O presidente nacional do PSB e governador de Pernambuco, Eduardo Campos, está em Brasília para acertar os últimos detalhes da participação do partido no futuro governo. O nome do ex-prefeito de Petrolina Fernando Bezerra Coelho é praticamente certo para comandar a Integração Nacional.

Para ao Ministério da Micro e Pequena Empresa o nome mais cotado é o do senador Antonio Carlos Valadares (SE). Caso sua escolha seja concretizada, o presidente nacional do PT, José Eduardo Dutra, assuma uma cadeira no Senado — ele é o primeiro suplente de Valadares. O nome de Márcio França, presidente do PSB em São Paulo, tem o apoio da bancada na Câmara e no Senado.

Saúde

Um dos impasses da equipe ministerial de Dilma é o titular da Saúde. A presidente eleita examina o nome do sanitarista Gonzalo Vecina Neto, que é superintendente corporativo do Hospital Sírio-Libanês e foi secretário de Saúde da Prefeitura de São Paulo na gestão de Marta Suplicy, entre 2003 e 2004.

Dilma já avisou aos aliados que o indicado para a Saúde sairá de sua cota pessoal. Isso significa que pretende escolher um nome de peso na área médica, sem levar em conta vínculos com o PMDB, que hoje controla a pasta, ou qualquer outra legenda. Professor da Faculdade de Saúde Pública da USP, Vecina Neto presidiu a Agência Nacional de Vigilância Sanitária (Anvisa) no governo Fernando Henrique Cardoso. Ele foi ainda secretário nacional de Vigilância Sanitária do Ministério da Saúde de agosto de 1998 a abril de 1999. Tem o perfil que Dilma quer para o ministério.
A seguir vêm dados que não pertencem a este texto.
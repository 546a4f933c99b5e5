mod command;
mod sink;

pub use command::{EngineHandle, GraphCommand};
pub use sink::{AudioSink, BufferSink, RingSink};

use std::mem;
use std::sync::Arc;

use rtrb::{Consumer, RingBuffer};
use tracing::{debug, info};

use crate::atomic::{AtomicParam, ControlValue};
use crate::config::EngineConfig;
use crate::dsp::distortion::{flush_non_finite, hard_clip};
use crate::error::{Error, Result};
use crate::unit::{
    AudioUnit, InputId, Inputs, OutputId, RenderCtx, Signal, UnitId, MAX_UNIT_INPUTS,
};

use self::command::UnitShape;

/// Bound applied to every unit output before anything reads it.
pub const UNIT_SIGNAL_LIMIT: f32 = 1.0e6;

/*
Pull Scheduling
===============

Units are registered in any order. Each block the engine asks its ROOTS
for output, and every unit asks its connected sources first:

    root (main L) ──pulls──▶ Multiply ──pulls──▶ Oscillator
                                  └──pulls──▶ Envelope

Roots are the two main-output taps plus anything started with
`start_unit` (meters that nobody listens to would otherwise never run).


Generation Counter
------------------

A unit reachable from two roots must only render once per block. Every
block bumps `generation`; a slot remembers the generation it last rendered
in and is skipped when they match.

A unit nothing pulls is simply not rendered. Its phase and memory stay
frozen until it is connected again, which is what lets a disconnected
branch keep its own state.


Cycles
------

Feedback loops are legal. While a unit is rendering it is marked
`visiting`; reaching it again reads its PREVIOUS block:

    ┌──────────────┐
    ▼              │
  Delay ──▶ MultiplyAdd (feedback)
              ▲
              │ reads Delay's last block
              └── one block of extra delay at the cycle-breaking point

Outputs are double-buffered. A unit renders into `scratch` and only then
swaps it with `output`, so the previous block is still intact while the
current one is being computed.


Sanitizing
----------

Every unit output is flushed (NaN/inf → 0, clamped to ±UNIT_SIGNAL_LIMIT)
and the final stereo pair is hard-clipped to ±1. A blown-up feedback loop
produces silence, never garbage at the speakers.


Rewiring While Running
----------------------

Control threads hold an `EngineHandle`. Connect/disconnect requests go
through an rtrb SPSC queue the render thread drains at the start of each
block. Input constants are atomics read once per block, so writing one
needs no queue at all.
*/

struct Slot {
    unit: Option<Box<dyn AudioUnit>>,
    sources: Vec<Option<UnitId>>,
    constants: Vec<ControlValue>,
    output: Vec<f32>,
    scratch: Vec<f32>,
    generation: u64,
    visiting: bool,
}

/// Owns every registered unit and renders the graph block by block.
pub struct AudioEngine {
    config: EngineConfig,
    slots: Vec<Slot>,
    commands: Consumer<GraphCommand>,
    handle: EngineHandle,
    roots: Vec<UnitId>,
    main_output: Option<(UnitId, UnitId)>,
    left: Vec<f32>,
    right: Vec<f32>,
    generation: u64,
    frame: u64,
    sink: Option<Box<dyn AudioSink>>,
    running: bool,
    interleave_pos: usize,
}

impl AudioEngine {
    pub fn new(config: EngineConfig) -> Result<Self> {
        config.validate()?;
        let (producer, commands) = RingBuffer::new(config.command_capacity);
        let block_size = config.block_size;
        Ok(Self {
            config,
            slots: Vec::new(),
            commands,
            handle: EngineHandle::new(producer),
            roots: Vec::new(),
            main_output: None,
            left: vec![0.0; block_size],
            right: vec![0.0; block_size],
            generation: 0,
            frame: 0,
            sink: None,
            running: false,
            interleave_pos: block_size,
        })
    }

    pub fn config(&self) -> &EngineConfig {
        &self.config
    }

    pub fn sample_rate(&self) -> f32 {
        self.config.sample_rate
    }

    pub fn block_size(&self) -> usize {
        self.config.block_size
    }

    /// Frames rendered since construction.
    pub fn frame_count(&self) -> u64 {
        self.frame
    }

    pub fn unit_count(&self) -> usize {
        self.slots.len()
    }

    /// Control-side handle for rewiring and constants.
    pub fn handle(&self) -> EngineHandle {
        self.handle.clone()
    }

    /// Register a unit. Every input starts at its declared default constant.
    pub fn add<U: AudioUnit + 'static>(&mut self, unit: U) -> Result<UnitId> {
        self.add_unit(Box::new(unit))
    }

    pub fn add_unit(&mut self, unit: Box<dyn AudioUnit>) -> Result<UnitId> {
        let specs = unit.inputs();
        if specs.len() > MAX_UNIT_INPUTS {
            return Err(Error::TooManyInputs {
                name: unit.name(),
                count: specs.len(),
            });
        }

        let id = UnitId(self.slots.len());
        let constants: Vec<ControlValue> = specs
            .iter()
            .map(|spec| Arc::new(AtomicParam::new(spec.default)))
            .collect();

        self.handle.register(UnitShape {
            name: unit.name(),
            inputs: specs,
            constants: constants.clone(),
        });
        debug!(unit = %id, name = unit.name(), "unit added");

        self.slots.push(Slot {
            unit: Some(unit),
            sources: vec![None; specs.len()],
            constants,
            output: vec![0.0; self.config.block_size],
            scratch: vec![0.0; self.config.block_size],
            generation: 0,
            visiting: false,
        });
        Ok(id)
    }

    /// Resolve an input by name.
    pub fn input(&self, unit: UnitId, name: &str) -> Result<InputId> {
        self.handle.input(unit, name)
    }

    pub fn unit_name(&self, unit: UnitId) -> Result<&'static str> {
        self.handle.unit_name(unit)
    }

    fn check_unit(&self, unit: UnitId) -> Result<()> {
        if unit.index() < self.slots.len() {
            Ok(())
        } else {
            Err(Error::UnknownUnit(unit))
        }
    }

    /// Connect immediately. Queued handle commands are applied first so the
    /// final topology matches the order the requests were made in.
    pub fn connect(&mut self, source: OutputId, input: InputId) -> Result<()> {
        self.check_unit(source.unit())?;
        self.handle.validate_input(input)?;
        self.apply_pending_commands();
        self.slots[input.unit.index()].sources[input.index] = Some(source.unit());
        Ok(())
    }

    pub fn disconnect(&mut self, input: InputId) -> Result<()> {
        self.handle.validate_input(input)?;
        self.apply_pending_commands();
        self.slots[input.unit.index()].sources[input.index] = None;
        Ok(())
    }

    /// The output currently feeding `input`, if any.
    pub fn source_of(&self, input: InputId) -> Option<OutputId> {
        self.slots
            .get(input.unit.index())?
            .sources
            .get(input.index)
            .copied()
            .flatten()
            .map(UnitId::output)
    }

    /// The shared constant of `input`, used whenever it is unconnected.
    pub fn constant(&self, input: InputId) -> Result<ControlValue> {
        self.handle.constant(input)
    }

    pub fn set_constant(&self, input: InputId, value: f32) -> Result<()> {
        self.handle.set_constant(input, value)
    }

    /// Make `input` read its constant from `value` instead of its own atomic.
    ///
    /// Plugins use this to let a port's backing field drive a unit directly.
    pub fn bind_constant(&mut self, input: InputId, value: ControlValue) -> Result<()> {
        self.handle.validate_input(input)?;
        self.slots[input.unit.index()].constants[input.index] = Arc::clone(&value);
        self.handle.rebind_constant(input, value);
        Ok(())
    }

    /// Render `unit` every block even when nothing downstream pulls it.
    pub fn start_unit(&mut self, unit: UnitId) -> Result<()> {
        self.check_unit(unit)?;
        if !self.roots.contains(&unit) {
            self.roots.push(unit);
        }
        Ok(())
    }

    pub fn stop_unit(&mut self, unit: UnitId) {
        self.roots.retain(|root| *root != unit);
    }

    /// Route two unit outputs to the main stereo output.
    pub fn set_output(&mut self, left: OutputId, right: OutputId) -> Result<()> {
        self.check_unit(left.unit())?;
        self.check_unit(right.unit())?;
        self.main_output = Some((left.unit(), right.unit()));
        Ok(())
    }

    pub fn set_sink<S: AudioSink + 'static>(&mut self, sink: S) {
        self.sink = Some(Box::new(sink));
    }

    /// Begin delivering blocks to the sink. Starting twice is a no-op.
    pub fn start(&mut self) -> Result<()> {
        if self.sink.is_none() {
            return Err(Error::NoAudioSink);
        }
        if !self.running {
            self.running = true;
            info!(
                sample_rate = self.config.sample_rate,
                block_size = self.config.block_size,
                units = self.slots.len(),
                "engine started"
            );
        }
        Ok(())
    }

    /// Stop delivering blocks. Stopping a stopped engine is a no-op.
    pub fn stop(&mut self) {
        if self.running {
            self.running = false;
            info!(frames = self.frame, "engine stopped");
        }
    }

    pub fn is_running(&self) -> bool {
        self.running
    }

    /// Apply every queued [`GraphCommand`].
    pub fn apply_pending_commands(&mut self) {
        while let Ok(command) = self.commands.pop() {
            self.apply(command);
        }
    }

    fn apply(&mut self, command: GraphCommand) {
        // Handles validate before queuing; anything still out of range is ignored
        match command {
            GraphCommand::Connect { source, input } => {
                if source.unit().index() >= self.slots.len() {
                    return;
                }
                if let Some(slot) = self
                    .slots
                    .get_mut(input.unit.index())
                    .and_then(|slot| slot.sources.get_mut(input.index))
                {
                    *slot = Some(source.unit());
                }
            }
            GraphCommand::Disconnect { input } => {
                if let Some(slot) = self
                    .slots
                    .get_mut(input.unit.index())
                    .and_then(|slot| slot.sources.get_mut(input.index))
                {
                    *slot = None;
                }
            }
        }
    }

    /// Render one block into the sink, if running. Returns whether a block was rendered.
    pub fn tick(&mut self) -> bool {
        if !self.running {
            return false;
        }
        self.render_block();
        if let Some(sink) = self.sink.as_mut() {
            sink.write_block(&self.left, &self.right);
        }
        true
    }

    /// Render one block regardless of the running state.
    ///
    /// The result is available from [`stereo_block`](Self::stereo_block) and,
    /// per unit, from [`output`](Self::output).
    pub fn render_block(&mut self) {
        self.apply_pending_commands();
        self.generation += 1;
        let frames = self.config.block_size;

        for i in 0..self.roots.len() {
            let root = self.roots[i];
            self.pull(root.index(), frames);
        }

        match self.main_output {
            Some((left, right)) => {
                self.pull(left.index(), frames);
                self.pull(right.index(), frames);
                for (dst, src) in self.left.iter_mut().zip(&self.slots[left.index()].output) {
                    *dst = hard_clip(*src, 1.0);
                }
                for (dst, src) in self.right.iter_mut().zip(&self.slots[right.index()].output) {
                    *dst = hard_clip(*src, 1.0);
                }
            }
            None => {
                self.left.fill(0.0);
                self.right.fill(0.0);
            }
        }

        self.frame += frames as u64;
        self.interleave_pos = 0;
    }

    fn pull(&mut self, index: usize, frames: usize) {
        {
            let slot = &mut self.slots[index];
            if slot.generation == self.generation || slot.visiting {
                return;
            }
            slot.visiting = true;
        }

        for k in 0..self.slots[index].sources.len() {
            if let Some(source) = self.slots[index].sources[k] {
                self.pull(source.index(), frames);
            }
        }

        let (mut unit, mut scratch) = {
            let slot = &mut self.slots[index];
            match slot.unit.take() {
                Some(unit) => (unit, mem::take(&mut slot.scratch)),
                None => {
                    slot.visiting = false;
                    return;
                }
            }
        };

        let ctx = RenderCtx {
            sample_rate: self.config.sample_rate,
            frame: self.frame,
        };
        {
            let slot = &self.slots[index];
            let count = slot.sources.len();
            let mut signals = [Signal::Constant(0.0); MAX_UNIT_INPUTS];
            for (k, signal) in signals.iter_mut().take(count).enumerate() {
                *signal = match slot.sources[k] {
                    // A source still marked visiting hands out its previous block
                    Some(source) => Signal::Buffer(&self.slots[source.index()].output[..frames]),
                    None => Signal::Constant(slot.constants[k].get()),
                };
            }
            unit.render(&Inputs::new(&signals[..count]), &mut scratch[..frames], &ctx);
        }
        flush_non_finite(&mut scratch[..frames], UNIT_SIGNAL_LIMIT);

        let generation = self.generation;
        let slot = &mut self.slots[index];
        slot.scratch = mem::replace(&mut slot.output, scratch);
        slot.unit = Some(unit);
        slot.generation = generation;
        slot.visiting = false;
    }

    /// The main stereo pair of the last rendered block, clipped to ±1.
    pub fn stereo_block(&self) -> (&[f32], &[f32]) {
        (&self.left, &self.right)
    }

    /// Last block computed by a unit. Units nothing pulled keep their old block.
    pub fn output(&self, output: OutputId) -> Option<&[f32]> {
        self.slots
            .get(output.unit().index())
            .map(|slot| slot.output.as_slice())
    }

    /// Fill an interleaved device buffer, rendering blocks as needed.
    ///
    /// Left and right go to the first two channels, further channels get
    /// silence and a mono device gets the left channel. The sink is bypassed.
    /// Outputs silence while stopped.
    pub fn process_interleaved(&mut self, out: &mut [f32], channels: usize) {
        if channels == 0 {
            return;
        }
        if !self.running {
            out.fill(0.0);
            return;
        }

        for frame in out.chunks_mut(channels) {
            if self.interleave_pos >= self.left.len() {
                self.render_block();
            }
            let left = self.left[self.interleave_pos];
            let right = self.right[self.interleave_pos];
            match frame {
                [mono] => *mono = left,
                [l, r, rest @ ..] => {
                    *l = left;
                    *r = right;
                    rest.fill(0.0);
                }
                [] => {}
            }
            self.interleave_pos += 1;
        }
    }
}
Na semana passada, Dilma desautorizou o governador do Rio, Sérgio Cabral (PMDB), depois que ele anunciou Sérgio Côrtes para o cargo. Cabral acabou por pedir desculpas a Dilma e disse que se precipitara ao falar que seu secretário fora convidado.

Aeroportos

A assessores, Dilma também comunicou que, além de decidir manter o ministro Nelson Jobim no comando da Defesa, vai mesmo criar uma secretaria especial só para cuidar da infraestrutura dos aeroportos e da aviação civil. Na tarde desta segunda-feira, na reunião do Conselho Nacional de Aviação Civil (Conac), Jobim confirmou o projeto aos membros do órgão. Será uma Secretaria Especial de Aviação Civil ligada à Presidência da República.

A secretaria especial vai abrigar a Infraero (Empresa Brasileira de Infraestrutura Aeroportuária), a Secretaria de Aviação Civil (SAC) e a Agência Nacional de Aviação Civil (Anac). Já o Departamento de Controle do Espaço Aéreo (DECEA) continua vinculado ao Comando da Aeronáutica, embora trabalhe em coordenação constante com os demais órgãos ligados à aviação civil. No Brasil, o controle do espaço aéreo e a vigilância das aeronaves civis e militares são operações a cargo da Força Aérea Brasileira (FAB). Os controladores são civis e militares.

Dilma quer monitorar mais de perto a administração e os investimentos nos aeroportos tendo em vista os grandes acontecimentos esportivos agendados para os próximos anos. Há uma preocupação do governo com o gargalo operacional dos aeroportos diante da demanda provocada pela Copa do Mundo de 2014 e os Jogos Olímpicos de 2016, no Rio de Janeiro.